Problem to work on: Every entry here needs to be repeated exactly.

╭─ Raw data

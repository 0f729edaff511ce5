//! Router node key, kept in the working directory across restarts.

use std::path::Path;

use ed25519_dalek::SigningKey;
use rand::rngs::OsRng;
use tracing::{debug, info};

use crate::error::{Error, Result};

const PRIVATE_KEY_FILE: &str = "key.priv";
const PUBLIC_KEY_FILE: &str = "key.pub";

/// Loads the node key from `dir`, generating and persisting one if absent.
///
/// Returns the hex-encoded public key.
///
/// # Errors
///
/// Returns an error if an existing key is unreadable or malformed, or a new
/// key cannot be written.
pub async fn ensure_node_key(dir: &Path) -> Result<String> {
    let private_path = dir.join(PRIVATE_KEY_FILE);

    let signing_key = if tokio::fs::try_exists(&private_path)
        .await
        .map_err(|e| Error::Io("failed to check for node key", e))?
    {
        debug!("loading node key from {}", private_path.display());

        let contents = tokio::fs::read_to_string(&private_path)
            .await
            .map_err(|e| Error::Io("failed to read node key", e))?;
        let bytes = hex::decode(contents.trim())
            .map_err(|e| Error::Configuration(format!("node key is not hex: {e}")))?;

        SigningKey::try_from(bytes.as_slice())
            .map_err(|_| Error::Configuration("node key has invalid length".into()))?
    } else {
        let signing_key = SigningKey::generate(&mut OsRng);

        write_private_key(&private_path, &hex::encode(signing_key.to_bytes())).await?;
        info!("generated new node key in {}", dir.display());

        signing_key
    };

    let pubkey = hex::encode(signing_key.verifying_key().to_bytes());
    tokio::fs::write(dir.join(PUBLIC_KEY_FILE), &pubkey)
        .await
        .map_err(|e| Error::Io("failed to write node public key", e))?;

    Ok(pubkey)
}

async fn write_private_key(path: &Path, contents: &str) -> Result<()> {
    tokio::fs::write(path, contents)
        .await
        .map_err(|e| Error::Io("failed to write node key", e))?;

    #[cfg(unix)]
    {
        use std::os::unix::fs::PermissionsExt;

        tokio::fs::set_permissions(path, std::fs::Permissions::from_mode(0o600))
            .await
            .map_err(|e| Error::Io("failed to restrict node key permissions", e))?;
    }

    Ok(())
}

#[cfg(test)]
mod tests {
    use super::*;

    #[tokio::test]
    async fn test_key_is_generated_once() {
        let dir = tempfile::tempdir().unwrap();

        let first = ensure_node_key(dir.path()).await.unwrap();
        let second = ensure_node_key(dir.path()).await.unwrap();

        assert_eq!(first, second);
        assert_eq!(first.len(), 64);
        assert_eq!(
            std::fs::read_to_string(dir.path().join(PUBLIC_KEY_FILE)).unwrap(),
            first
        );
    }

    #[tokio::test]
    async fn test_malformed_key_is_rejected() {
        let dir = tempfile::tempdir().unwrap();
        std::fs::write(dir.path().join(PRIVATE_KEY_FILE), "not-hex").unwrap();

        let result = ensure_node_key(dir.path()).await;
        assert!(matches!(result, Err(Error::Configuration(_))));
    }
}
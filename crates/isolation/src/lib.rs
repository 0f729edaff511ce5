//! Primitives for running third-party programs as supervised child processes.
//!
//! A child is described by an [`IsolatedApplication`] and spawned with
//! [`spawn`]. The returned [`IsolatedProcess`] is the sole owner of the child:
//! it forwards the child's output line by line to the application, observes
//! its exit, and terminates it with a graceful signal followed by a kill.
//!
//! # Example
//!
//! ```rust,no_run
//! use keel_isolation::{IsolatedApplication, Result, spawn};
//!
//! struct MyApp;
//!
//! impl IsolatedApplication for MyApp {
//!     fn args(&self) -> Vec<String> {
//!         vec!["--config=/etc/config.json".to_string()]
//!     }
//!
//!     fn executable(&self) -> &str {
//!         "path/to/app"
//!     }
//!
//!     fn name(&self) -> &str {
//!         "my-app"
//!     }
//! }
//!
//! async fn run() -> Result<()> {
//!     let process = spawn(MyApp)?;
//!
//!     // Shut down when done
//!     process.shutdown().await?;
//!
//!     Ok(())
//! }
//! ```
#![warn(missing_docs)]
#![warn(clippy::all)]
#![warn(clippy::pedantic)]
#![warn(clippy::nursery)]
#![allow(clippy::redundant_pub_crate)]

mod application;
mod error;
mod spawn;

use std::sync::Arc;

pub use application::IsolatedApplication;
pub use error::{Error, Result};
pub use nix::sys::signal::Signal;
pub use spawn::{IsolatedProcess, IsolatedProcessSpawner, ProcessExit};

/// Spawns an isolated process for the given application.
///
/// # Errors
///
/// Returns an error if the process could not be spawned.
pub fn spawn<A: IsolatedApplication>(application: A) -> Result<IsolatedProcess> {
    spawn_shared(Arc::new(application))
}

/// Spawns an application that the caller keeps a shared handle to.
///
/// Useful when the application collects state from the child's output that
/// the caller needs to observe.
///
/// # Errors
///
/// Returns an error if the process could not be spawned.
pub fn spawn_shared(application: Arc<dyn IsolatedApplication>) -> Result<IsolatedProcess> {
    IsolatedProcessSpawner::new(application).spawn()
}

╰─

Task answer:
repository 0f729edaff511ce5
//! Router node key, kept in the working directory across restarts.

use std::path::Path;

use ed25519_dalek::SigningKey;
use rand::rngs::OsRng;
use tracing::{debug, info};

use crate::error::{Error, Result};

const PRIVATE_KEY_FILE: &str = "key.priv";
const PUBLIC_KEY_FILE: &str = "key.pub";

/// Loads the node key from `dir`, generating and persisting one if absent.
///
/// Returns the hex-encoded public key.
///
/// # Errors
///
/// Returns an error if an existing key is unreadable or malformed, or a new
/// key cannot be written.
pub async fn ensure_node_key(dir: &Path) -> Result<String> {
    let private_path = dir.join(PRIVATE_KEY_FILE);

    let signing_key = if tokio::fs::try_exists(&private_path)
        .await
        .map_err(|e| Error::Io("failed to check for node key", e))?
    {
        debug!("loading node key from {}", private_path.display());

        let contents = tokio::fs::read_to_string(&private_path)
            .await
            .map_err(|e| Error::Io("failed to read node key", e))?;
        let bytes = hex::decode(contents.trim())
            .map_err(|e| Error::Configuration(format!("node key is not hex: {e}")))?;

        SigningKey::try_from(bytes.as_slice())
            .map_err(|_| Error::Configuration("node key has invalid length".into()))?
    } else {
        let signing_key = SigningKey::generate(&mut OsRng);

        write_private_key(&private_path, &hex::encode(signing_key.to_bytes())).await?;
        info!("generated new node key in {}", dir.display());

        signing_key
    };

    let pubkey = hex::encode(signing_key.verifying_key().to_bytes());
    tokio::fs::write(dir.join(PUBLIC_KEY_FILE), &pubkey)
        .await
        .map_err(|e| Error::Io("failed to write node public key", e))?;

    Ok(pubkey)
}

async fn write_private_key(path: &Path, contents: &str) -> Result<()> {
    tokio::fs::write(path, contents)
        .await
        .map_err(|e| Error::Io("failed to write node key", e))?;

    #[cfg(unix)]
    {
        use std::os::unix::fs::PermissionsExt;

        tokio::fs::set_permissions(path, std::fs::Permissions::from_mode(0o600))
            .await
            .map_err(|e| Error::Io("failed to restrict node key permissions", e))?;
    }

    Ok(())
}

#[cfg(test)]
mod tests {
    use super::*;

    #[tokio::test]
    async fn test_key_is_generated_once() {
        let dir = tempfile::tempdir().unwrap();

        let first = ensure_node_key(dir.path()).await.unwrap();
        let second = ensure_node_key(dir.path()).await.unwrap();

        assert_eq!(first, second);
        assert_eq!(first.len(), 64);
        assert_eq!(
            std::fs::read_to_string(dir.path().join(PUBLIC_KEY_FILE)).unwrap(),
            first
        );
    }

    #[tokio::test]
    async fn test_malformed_key_is_rejected() {
        let dir = tempfile::tempdir().unwrap();
        std::fs::write(dir.path().join(PRIVATE_KEY_FILE), "not-hex").unwrap();

        let result = ensure_node_key(dir.path()).await;
        assert!(matches!(result, Err(Error::Configuration(_))));
    }
}
filename crates/isolation/src/lib.rs
repository 0f729edaff511ce5
//! Primitives for running third-party programs as supervised child processes.
//!
//! A child is described by an [`IsolatedApplication`] and spawned with
//! [`spawn`]. The returned [`IsolatedProcess`] is the sole owner of the child:
//! it forwards the child's output line by line to the application, observes
//! its exit, and terminates it with a graceful signal followed by a kill.
//!
//! # Example
//!
//! ```rust,no_run
//! use keel_isolation::{IsolatedApplication, Result, spawn};
//!
//! struct MyApp;
//!
//! impl IsolatedApplication for MyApp {
//!     fn args(&self) -> Vec<String> {
//!         vec!["--config=/etc/config.json".to_string()]
//!     }
//!
//!     fn executable(&self) -> &str {
//!         "path/to/app"
//!     }
//!
//!     fn name(&self) -> &str {
//!         "my-app"
//!     }
//! }
//!
//! async fn run() -> Result<()> {
//!     let process = spawn(MyApp)?;
//!
//!     // Shut down when done
//!     process.shutdown().await?;
//!
//!     Ok(())
//! }
//! ```
#![warn(missing_docs)]
#![warn(clippy::all)]
#![warn(clippy::pedantic)]
#![warn(clippy::nursery)]
#![allow(clippy::redundant_pub_crate)]

mod application;
mod error;
mod spawn;

use std::sync::Arc;

pub use application::IsolatedApplication;
pub use error::{Error, Result};
pub use nix::sys::signal::Signal;
pub use spawn::{IsolatedProcess, IsolatedProcessSpawner, ProcessExit};

/// Spawns an isolated process for the given application.
///
/// # Errors
///
/// Returns an error if the process could not be spawned.
pub fn spawn<A: IsolatedApplication>(application: A) -> Result<IsolatedProcess> {
    spawn_shared(Arc::new(application))
}

/// Spawns an application that the caller keeps a shared handle to.
///
/// Useful when the application collects state from the child's output that
/// the caller needs to observe.
///
/// # Errors
///
/// Returns an error if the process could not be spawned.
pub fn spawn_shared(application: Arc<dyn IsolatedApplication>) -> Result<IsolatedProcess> {
    IsolatedProcessSpawner::new(application).spawn()
}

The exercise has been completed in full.